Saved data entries
##############################

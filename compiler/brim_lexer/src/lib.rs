//! Brim lexer: source text to token stream.
//!
//! - [`SourceText`]: immutable, sentinel-padded input
//! - [`CHAR_TABLE`]: maximal-munch glyph table
//! - [`RawLexer`]: every token, trivia included
//! - [`SignificantTokens`]: trivia filter over any [`TokenSource`]
//!
//! Both stages are pull-driven through [`TokenSource::try_read`] and write
//! diagnostics into a caller-owned [`DiagnosticSink`].

mod cursor;
mod raw;
mod significant;
mod source;
mod table;

use brim_diagnostic::{Diagnostic, DiagnosticSink};
use brim_ir::{Token, TokenKind};
use tracing::debug;

pub use cursor::Cursor;
pub use raw::RawLexer;
pub use significant::{SignificantTokens, TriviaPolicy};
pub use source::{SourceError, SourceText};
pub use table::{CharTable, GlyphMatch, Sequence, CHAR_TABLE};

/// Outcome of one [`TokenSource::try_read`].
#[derive(Clone, Copy, Debug, PartialEq, Eq)]
pub enum Next {
    /// A token, including the first end-of-buffer token.
    Token(Token),
    /// Every read after end-of-buffer; still carries an `Eob` token.
    Exhausted(Token),
}

impl Next {
    #[inline]
    pub fn has_token(&self) -> bool {
        matches!(self, Next::Token(_))
    }

    #[inline]
    pub fn token(&self) -> Token {
        match *self {
            Next::Token(token) | Next::Exhausted(token) => token,
        }
    }
}

/// Anything that yields tokens on demand.
///
/// Contract: yields `Next::Token` until it has produced one `Eob` token,
/// then `Next::Exhausted` with an `Eob` token on every later call.
pub trait TokenSource {
    fn try_read(&mut self, sink: &mut DiagnosticSink) -> Next;
}

/// Options for the standalone lexing entry points.
#[derive(Clone, Debug, PartialEq, Eq)]
pub struct LexOptions {
    /// Sink cap; `0` means unlimited.
    pub diagnostic_limit: usize,
}

impl Default for LexOptions {
    fn default() -> Self {
        LexOptions {
            diagnostic_limit: DiagnosticSink::DEFAULT_LIMIT,
        }
    }
}

impl LexOptions {
    pub fn sink(&self) -> DiagnosticSink {
        if self.diagnostic_limit == 0 {
            DiagnosticSink::unlimited()
        } else {
            DiagnosticSink::with_limit(self.diagnostic_limit)
        }
    }
}

/// Token stream plus the diagnostics raised while producing it.
#[derive(Clone, Debug, PartialEq, Eq)]
pub struct LexOutput {
    /// Ends with exactly one `Eob` token.
    pub tokens: Vec<Token>,
    /// Sorted by offset.
    pub diagnostics: Vec<Diagnostic>,
}

impl LexOutput {
    pub fn kinds(&self) -> Vec<TokenKind> {
        self.tokens.iter().map(|t| t.kind).collect()
    }

    pub fn has_errors(&self) -> bool {
        self.diagnostics.iter().any(Diagnostic::is_error)
    }
}

/// Lex every token, trivia included.
pub fn lex_raw(source: &SourceText) -> LexOutput {
    lex_raw_with(source, &LexOptions::default())
}

pub fn lex_raw_with(source: &SourceText, options: &LexOptions) -> LexOutput {
    collect(RawLexer::new(source), options.sink())
}

/// Lex only significant (non-trivia) tokens.
pub fn lex_significant(source: &SourceText) -> LexOutput {
    lex_significant_with(source, &LexOptions::default())
}

pub fn lex_significant_with(source: &SourceText, options: &LexOptions) -> LexOutput {
    collect(SignificantTokens::new(RawLexer::new(source)), options.sink())
}

/// Drain a source up to and including its `Eob` token.
pub fn collect<S: TokenSource>(mut source: S, mut sink: DiagnosticSink) -> LexOutput {
    let mut tokens = Vec::new();
    while let Next::Token(token) = source.try_read(&mut sink) {
        tokens.push(token);
        if token.kind == TokenKind::Eob {
            break;
        }
    }
    debug!(
        tokens = tokens.len(),
        diagnostics = sink.len(),
        "lexed source"
    );
    LexOutput {
        tokens,
        diagnostics: sink.into_sorted(),
    }
}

##############################

## Exercise prompt
Your response needs to restate the lines above exactly.

## Solution for this problem
filename compiler/brim_lexer/src/lib.rs
//! Brim lexer: source text to token stream.
//!
//! - [`SourceText`]: immutable, sentinel-padded input
//! - [`CHAR_TABLE`]: maximal-munch glyph table
//! - [`RawLexer`]: every token, trivia included
//! - [`SignificantTokens`]: trivia filter over any [`TokenSource`]
//!
//! Both stages are pull-driven through [`TokenSource::try_read`] and write
//! diagnostics into a caller-owned [`DiagnosticSink`].

mod cursor;
mod raw;
mod significant;
mod source;
mod table;

use brim_diagnostic::{Diagnostic, DiagnosticSink};
use brim_ir::{Token, TokenKind};
use tracing::debug;

pub use cursor::Cursor;
pub use raw::RawLexer;
pub use significant::{SignificantTokens, TriviaPolicy};
pub use source::{SourceError, SourceText};
pub use table::{CharTable, GlyphMatch, Sequence, CHAR_TABLE};

/// Outcome of one [`TokenSource::try_read`].
#[derive(Clone, Copy, Debug, PartialEq, Eq)]
pub enum Next {
    /// A token, including the first end-of-buffer token.
    Token(Token),
    /// Every read after end-of-buffer; still carries an `Eob` token.
    Exhausted(Token),
}

impl Next {
    #[inline]
    pub fn has_token(&self) -> bool {
        matches!(self, Next::Token(_))
    }

    #[inline]
    pub fn token(&self) -> Token {
        match *self {
            Next::Token(token) | Next::Exhausted(token) => token,
        }
    }
}

/// Anything that yields tokens on demand.
///
/// Contract: yields `Next::Token` until it has produced one `Eob` token,
/// then `Next::Exhausted` with an `Eob` token on every later call.
pub trait TokenSource {
    fn try_read(&mut self, sink: &mut DiagnosticSink) -> Next;
}

/// Options for the standalone lexing entry points.
#[derive(Clone, Debug, PartialEq, Eq)]
pub struct LexOptions {
    /// Sink cap; `0` means unlimited.
    pub diagnostic_limit: usize,
}

impl Default for LexOptions {
    fn default() -> Self {
        LexOptions {
            diagnostic_limit: DiagnosticSink::DEFAULT_LIMIT,
        }
    }
}

impl LexOptions {
    pub fn sink(&self) -> DiagnosticSink {
        if self.diagnostic_limit == 0 {
            DiagnosticSink::unlimited()
        } else {
            DiagnosticSink::with_limit(self.diagnostic_limit)
        }
    }
}

/// Token stream plus the diagnostics raised while producing it.
#[derive(Clone, Debug, PartialEq, Eq)]
pub struct LexOutput {
    /// Ends with exactly one `Eob` token.
    pub tokens: Vec<Token>,
    /// Sorted by offset.
    pub diagnostics: Vec<Diagnostic>,
}

impl LexOutput {
    pub fn kinds(&self) -> Vec<TokenKind> {
        self.tokens.iter().map(|t| t.kind).collect()
    }

    pub fn has_errors(&self) -> bool {
        self.diagnostics.iter().any(Diagnostic::is_error)
    }
}

/// Lex every token, trivia included.
pub fn lex_raw(source: &SourceText) -> LexOutput {
    lex_raw_with(source, &LexOptions::default())
}

pub fn lex_raw_with(source: &SourceText, options: &LexOptions) -> LexOutput {
    collect(RawLexer::new(source), options.sink())
}

/// Lex only significant (non-trivia) tokens.
pub fn lex_significant(source: &SourceText) -> LexOutput {
    lex_significant_with(source, &LexOptions::default())
}

pub fn lex_significant_with(source: &SourceText, options: &LexOptions) -> LexOutput {
    collect(SignificantTokens::new(RawLexer::new(source)), options.sink())
}

/// Drain a source up to and including its `Eob` token.
pub fn collect<S: TokenSource>(mut source: S, mut sink: DiagnosticSink) -> LexOutput {
    let mut tokens = Vec::new();
    while let Next::Token(token) = source.try_read(&mut sink) {
        tokens.push(token);
        if token.kind == TokenKind::Eob {
            break;
        }
    }
    debug!(
        tokens = tokens.len(),
        diagnostics = sink.len(),
        "lexed source"
    );
    LexOutput {
        tokens,
        diagnostics: sink.into_sorted(),
    }
}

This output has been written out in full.